Disegno di maschere fotogramma per fotogramma — isolamento di attori per compositing. Tedioso ma garantisce i key più puliti.
La rotoscopia è il metodo più laborioso e allo stesso tempo più preciso per isolare oggetti in movimento frame per frame. Si ricalca la silhouette o il contorno del soggetto in ogni singolo frame, utilizzando curve di Bézier, penne o strumenti poligonali in software come After Effects, Nuke o Mocha. Il risultato è una maschera assolutamente pulita che si utilizza poi per il compositing, il chroma-keying o per l'isolamento di aree problematiche. Nessun algoritmo può competere quando i bordi sono netti, il movimento è complesso o lo sfondo ha colori simili.

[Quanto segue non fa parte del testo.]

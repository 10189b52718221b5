// Decode-on-read cache layered over the blob store.
// Encodes values on put, decodes with bounds on get, and refreshes recency on hit.

use std::path::PathBuf;
use std::sync::atomic::{AtomicU64, Ordering};

use chrono::{DateTime, Utc};
use serde::{Deserialize, Serialize};
use tracing::{debug, info, warn};

use super::key::hash_key;
use super::reaper::{PurgeReport, Reaper};
use super::store::BlobStore;
use crate::codec::{BoundingSize, Codec, EncodingConfig};
use crate::error::Result;

/// Counters for diagnostics. Not persisted.
#[derive(Debug, Clone, Copy, Default, PartialEq, Eq, Serialize, Deserialize)]
pub struct CacheStats {
    pub hits: u64,
    pub misses: u64,
    pub writes: u64,
    pub write_failures: u64,
}

#[derive(Debug, Default)]
struct Counters {
    hits: AtomicU64,
    misses: AtomicU64,
    writes: AtomicU64,
    write_failures: AtomicU64,
}

/// Disk cache that stores encoded values and decodes them on read.
///
/// Each logical key maps to one file, so distinct keys can be used from
/// many threads at once. Writes to the same key replace the file
/// atomically; the last writer wins.
#[derive(Debug)]
pub struct DecodingCache<C> {
    store: BlobStore,
    codec: C,
    counters: Counters,
}

impl<C: Codec> DecodingCache<C> {
    /// Create a cache rooted at `dir`, creating the directory if needed.
    pub fn new(dir: impl Into<PathBuf>, codec: C) -> Self {
        let store = BlobStore::new(dir);
        if !store.is_writable() {
            warn!(dir = ?store.dir(), "Cache directory is not writable");
        }
        Self::with_store(store, codec)
    }

    pub fn with_store(store: BlobStore, codec: C) -> Self {
        Self {
            store,
            codec,
            counters: Counters::default(),
        }
    }

    pub fn store(&self) -> &BlobStore {
        &self.store
    }

    pub fn codec(&self) -> &C {
        &self.codec
    }

    /// Encode `value` and store it under `key`. Returns false on encode or
    /// write failure.
    pub fn put(&self, key: &str, value: &C::Value, config: &EncodingConfig) -> bool {
        let result = self.try_put(key, value, config);
        self.record_write(key, result)
    }

    /// Store raw bytes under `key` without encoding.
    pub fn put_bytes(&self, key: &str, bytes: &[u8]) -> bool {
        let result = self.try_put_bytes(key, bytes);
        self.record_write(key, result)
    }

    /// Load and decode the value for `key`, scaled to fit `max_width` x
    /// `max_height` (0 leaves a dimension unbounded).
    ///
    /// Missing, unreadable and undecodable entries are all reported as a miss.
    pub fn get(&self, key: &str, max_width: u32, max_height: u32) -> Option<C::Value> {
        match self.try_get(key, BoundingSize::new(max_width, max_height)) {
            Ok(Some(value)) => {
                self.counters.hits.fetch_add(1, Ordering::Relaxed);
                debug!(key, "Cache hit");
                return Some(value);
            }
            Ok(None) => {}
            Err(e) => {
                warn!(key, error = %e, "Failed to load cached value");
            }
        }

        self.counters.misses.fetch_add(1, Ordering::Relaxed);
        info!(key, "Cache miss");
        None
    }

    /// Encode and store, reporting the failure reason.
    ///
    /// An encode failure leaves the store untouched.
    pub fn try_put(&self, key: &str, value: &C::Value, config: &EncodingConfig) -> Result<()> {
        let bytes = self.codec.encode(value, config)?;
        self.try_put_bytes(key, &bytes)
    }

    pub fn try_put_bytes(&self, key: &str, bytes: &[u8]) -> Result<()> {
        self.store.write(&hash_key(key), bytes)
    }

    /// Load and decode, reporting the failure reason. A missing entry is
    /// `Ok(None)`.
    ///
    /// The entry's timestamp is refreshed only after a successful decode; a
    /// failed refresh does not affect the returned value.
    pub fn try_get(&self, key: &str, bounds: BoundingSize) -> Result<Option<C::Value>> {
        let hashed = hash_key(key);
        let Some(bytes) = self.store.read(&hashed)? else {
            return Ok(None);
        };

        let value = self.codec.decode(&bytes, bounds)?;
        if let Err(e) = self.store.touch(&hashed) {
            debug!(key, error = %e, "Failed to refresh entry timestamp");
        }
        Ok(Some(value))
    }

    /// Stored bytes for `key`, without decoding or refreshing recency.
    pub fn read_raw(&self, key: &str) -> Option<Vec<u8>> {
        match self.store.read(&hash_key(key)) {
            Ok(bytes) => bytes,
            Err(e) => {
                warn!(key, error = %e, "Failed to read cached bytes");
                None
            }
        }
    }

    /// Whether an entry file exists for `key`. A present entry may still fail
    /// to decode.
    pub fn contains(&self, key: &str) -> bool {
        self.store.exists(&hash_key(key))
    }

    pub fn stats(&self) -> CacheStats {
        CacheStats {
            hits: self.counters.hits.load(Ordering::Relaxed),
            misses: self.counters.misses.load(Ordering::Relaxed),
            writes: self.counters.writes.load(Ordering::Relaxed),
            write_failures: self.counters.write_failures.load(Ordering::Relaxed),
        }
    }

    pub fn reaper(&self) -> Reaper<'_> {
        Reaper::new(&self.store)
    }

    /// Delete every entry last accessed before `cutoff`.
    pub fn purge_older_than(&self, cutoff: DateTime<Utc>) -> PurgeReport {
        self.reaper().purge_older_than(cutoff)
    }

    fn record_write(&self, key: &str, result: Result<()>) -> bool {
        match result {
            Ok(()) => {
                self.counters.writes.fetch_add(1, Ordering::Relaxed);
                debug!(key, "Cached value");
                true
            }
            Err(e) => {
                self.counters.write_failures.fetch_add(1, Ordering::Relaxed);
                warn!(key, error = %e, "Failed to cache value");
                false
            }
        }
    }
}

#[cfg(test)]
mod tests {
    use super::*;
    use crate::codec::{ImageCodec, ImageFormat};
    use image::{DynamicImage, GenericImageView, Rgb, RgbImage};
    use std::fs;
    use std::time::{Duration, SystemTime};
    use tempfile::TempDir;

    fn cache() -> (TempDir, DecodingCache<ImageCodec>) {
        let temp_dir = TempDir::new().unwrap();
        let cache = DecodingCache::new(temp_dir.path().join("img"), ImageCodec::new());
        (temp_dir, cache)
    }

    fn checkerboard(width: u32, height: u32) -> DynamicImage {
        let img = RgbImage::from_fn(width, height, |x, y| {
            if (x / 4 + y / 4) % 2 == 0 {
                Rgb([255, 255, 255])
            } else {
                Rgb([0, 0, 0])
            }
        });
        DynamicImage::ImageRgb8(img)
    }

    fn age_entry(cache: &DecodingCache<ImageCodec>, key: &str, secs: u64) {
        cache
            .store()
            .touch_at(&hash_key(key), SystemTime::now() - Duration::from_secs(secs))
            .unwrap();
    }

    #[test]
    fn test_put_bytes_is_byte_exact() {
        let (_temp_dir, cache) = cache();
        let bytes = b"\x00\x01arbitrary\xffbytes".to_vec();

        assert!(cache.put_bytes("raw", &bytes));

        let on_disk = fs::read(cache.store().path_for(&hash_key("raw"))).unwrap();
        assert_eq!(on_disk, bytes);
        assert_eq!(cache.read_raw("raw"), Some(bytes));
    }

    #[test]
    fn test_lossless_round_trip_at_full_size() {
        let (_temp_dir, cache) = cache();
        let original = checkerboard(24, 16);

        assert!(cache.put("board", &original, &EncodingConfig::png()));

        let decoded = cache.get("board", 100, 100).unwrap();
        assert_eq!(decoded.dimensions(), (24, 16));
        assert_eq!(decoded.to_rgb8(), original.to_rgb8());
    }

    #[test]
    fn test_get_downscales_within_bounds() {
        let (_temp_dir, cache) = cache();
        assert!(cache.put("big", &checkerboard(160, 80), &EncodingConfig::jpeg(85)));

        let decoded = cache.get("big", 40, 40).unwrap();
        let (w, h) = decoded.dimensions();
        assert!(w <= 40 && h <= 40);
        assert_eq!((w, h), (40, 20));
    }

    #[test]
    fn test_get_never_put_is_miss() {
        let (_temp_dir, cache) = cache();

        assert!(cache.get("never-put-key", 10, 10).is_none());
        assert!(!cache.contains("never-put-key"));
        assert_eq!(cache.stats().misses, 1);
        assert_eq!(cache.stats().hits, 0);
    }

    #[test]
    fn test_hit_refreshes_timestamp() {
        let (_temp_dir, cache) = cache();
        assert!(cache.put("fresh", &checkerboard(8, 8), &EncodingConfig::png()));
        age_entry(&cache, "fresh", 3600);

        let before = Utc::now() - chrono::Duration::seconds(1);
        assert!(cache.get("fresh", 8, 8).is_some());

        let modified = cache.store().last_modified(&hash_key("fresh")).unwrap().unwrap();
        assert!(modified >= before);
        assert_eq!(cache.stats().hits, 1);
    }

    #[cfg(unix)]
    #[test]
    fn test_hit_survives_failed_refresh() {
        use std::os::unix::fs::PermissionsExt;

        let (_temp_dir, cache) = cache();
        assert!(cache.put("readonly", &checkerboard(8, 8), &EncodingConfig::png()));
        let path = cache.store().path_for(&hash_key("readonly"));
        fs::set_permissions(&path, fs::Permissions::from_mode(0o444)).unwrap();

        // The refresh needs write access, which only root has here.
        let decoded = cache.get("readonly", 8, 8).unwrap();
        assert_eq!(decoded.dimensions(), (8, 8));
        assert_eq!(cache.stats().hits, 1);
        assert_eq!(cache.stats().misses, 0);
    }

    #[test]
    fn test_corrupt_entry_is_miss_without_refresh() {
        let (_temp_dir, cache) = cache();
        assert!(cache.put_bytes("corrupt", b"definitely not an image"));
        age_entry(&cache, "corrupt", 3600);
        let aged = cache.store().last_modified(&hash_key("corrupt")).unwrap();

        assert!(cache.get("corrupt", 10, 10).is_none());

        assert!(cache.contains("corrupt"));
        assert_eq!(cache.store().last_modified(&hash_key("corrupt")).unwrap(), aged);
        assert_eq!(cache.stats().misses, 1);
    }

    #[test]
    fn test_unreadable_entry_is_miss() {
        let (_temp_dir, cache) = cache();
        fs::create_dir(cache.store().path_for(&hash_key("dir"))).unwrap();

        assert!(cache.get("dir", 10, 10).is_none());
        assert!(cache.try_get("dir", BoundingSize::unbounded()).is_err());
    }

    #[test]
    fn test_put_replaces_existing_entry() {
        let (_temp_dir, cache) = cache();
        assert!(cache.put_bytes("key", b"first payload, fairly long"));
        assert!(cache.put("key", &checkerboard(4, 4), &EncodingConfig::png()));

        let decoded = cache.get("key", 0, 0).unwrap();
        assert_eq!(decoded.dimensions(), (4, 4));

        assert!(cache.put_bytes("key", b"x"));
        assert_eq!(cache.read_raw("key"), Some(b"x".to_vec()));
    }

    #[test]
    fn test_encode_failure_leaves_store_untouched() {
        let (_temp_dir, cache) = cache();
        assert!(cache.put_bytes("kept", b"previous"));

        let empty = DynamicImage::ImageRgb8(RgbImage::new(0, 0));
        assert!(!cache.put("kept", &empty, &EncodingConfig::new(ImageFormat::Png, 90)));

        assert_eq!(cache.read_raw("kept"), Some(b"previous".to_vec()));
        assert_eq!(cache.stats().write_failures, 1);
    }

    #[test]
    fn test_write_failure_returns_false() {
        let temp_dir = TempDir::new().unwrap();
        let blocker = temp_dir.path().join("file");
        fs::write(&blocker, b"x").unwrap();
        let cache = DecodingCache::new(blocker.join("img"), ImageCodec::new());

        assert!(!cache.put_bytes("key", b"data"));
        assert!(!cache.put("key", &checkerboard(4, 4), &EncodingConfig::png()));
        assert!(cache.get("key", 4, 4).is_none());
        assert_eq!(cache.stats().write_failures, 2);
    }

    #[test]
    fn test_entries_survive_new_instance() {
        let temp_dir = TempDir::new().unwrap();
        let dir = temp_dir.path().join("img");

        let first = DecodingCache::new(&dir, ImageCodec::new());
        assert!(first.put("persisted", &checkerboard(8, 8), &EncodingConfig::png()));
        drop(first);

        let second = DecodingCache::new(&dir, ImageCodec::new());
        assert!(second.get("persisted", 8, 8).is_some());
    }

    #[test]
    fn test_parallel_put_and_get_same_key() {
        let (_temp_dir, cache) = cache();
        let small = checkerboard(8, 8);
        let large = checkerboard(64, 64);
        assert!(cache.put("shared", &small, &EncodingConfig::png()));

        std::thread::scope(|scope| {
            scope.spawn(|| {
                for i in 0..20 {
                    let value = if i % 2 == 0 { &large } else { &small };
                    assert!(cache.put("shared", value, &EncodingConfig::png()));
                }
            });

            for _ in 0..50 {
                let decoded = cache.get("shared", 0, 0).expect("torn or missing entry");
                assert!(matches!(decoded.dimensions(), (8, 8) | (64, 64)));
            }
        });
    }
}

Sul set, per un buon lavoro di rotoscopia, in seguito è necessaria cura: la motion blur dovrebbe essere minima, il contrasto tra soggetto e sfondo alto. Noterai che le inquadrature in rotoscopia diventano sempre più costose in fase di montaggio: un secondo con una silhouette complessa (capelli, tessuti svolazzanti, estremità) può costare ore. Pertanto, si riserva la rotoscopia ai veri casi problematici: spill da green screen, oggetti parzialmente sovrapposti, o quando il software di motion tracking si arrende. Con riprese pulite su bluescreen e buona illuminazione, spesso non è necessaria la rotoscopia: keyer intelligenti e operazioni sulle matte sono sufficienti.
In pratica, si combina spesso la rotoscopia con strumenti semi-automatici: si disegna il frame iniziale, il programma interpola i frame successivi e si correggono solo le deviazioni. Soprattutto con Nuke e i suoi nodi Roto, e lavorando con assistenti Roto (che pre-disegnano i keyframe), questo fa risparmiare molto tempo. Una trappola comune: bordi della maschera troppo netti. Applicare sempre il feathering — 1-3 pixel a seconda della nitidezza dell'originale — altrimenti il tuo compositing sembrerà un fotomontaggio degli anni '90.
La rotoscopia rimane rilevante anche nell'era degli strumenti di tracking basati sull'IA. Ci sono momenti in cui semplicemente non si può fare a meno della precisione artigianale: fly-on-walls in scene d'azione, capelli su sfondi scuri, o quando il VFX supervisor dice che il bordo deve essere preciso al pixel. Il trucco è non esagerare con la rotoscopia — usarla come strumento, non come soluzione predefinita.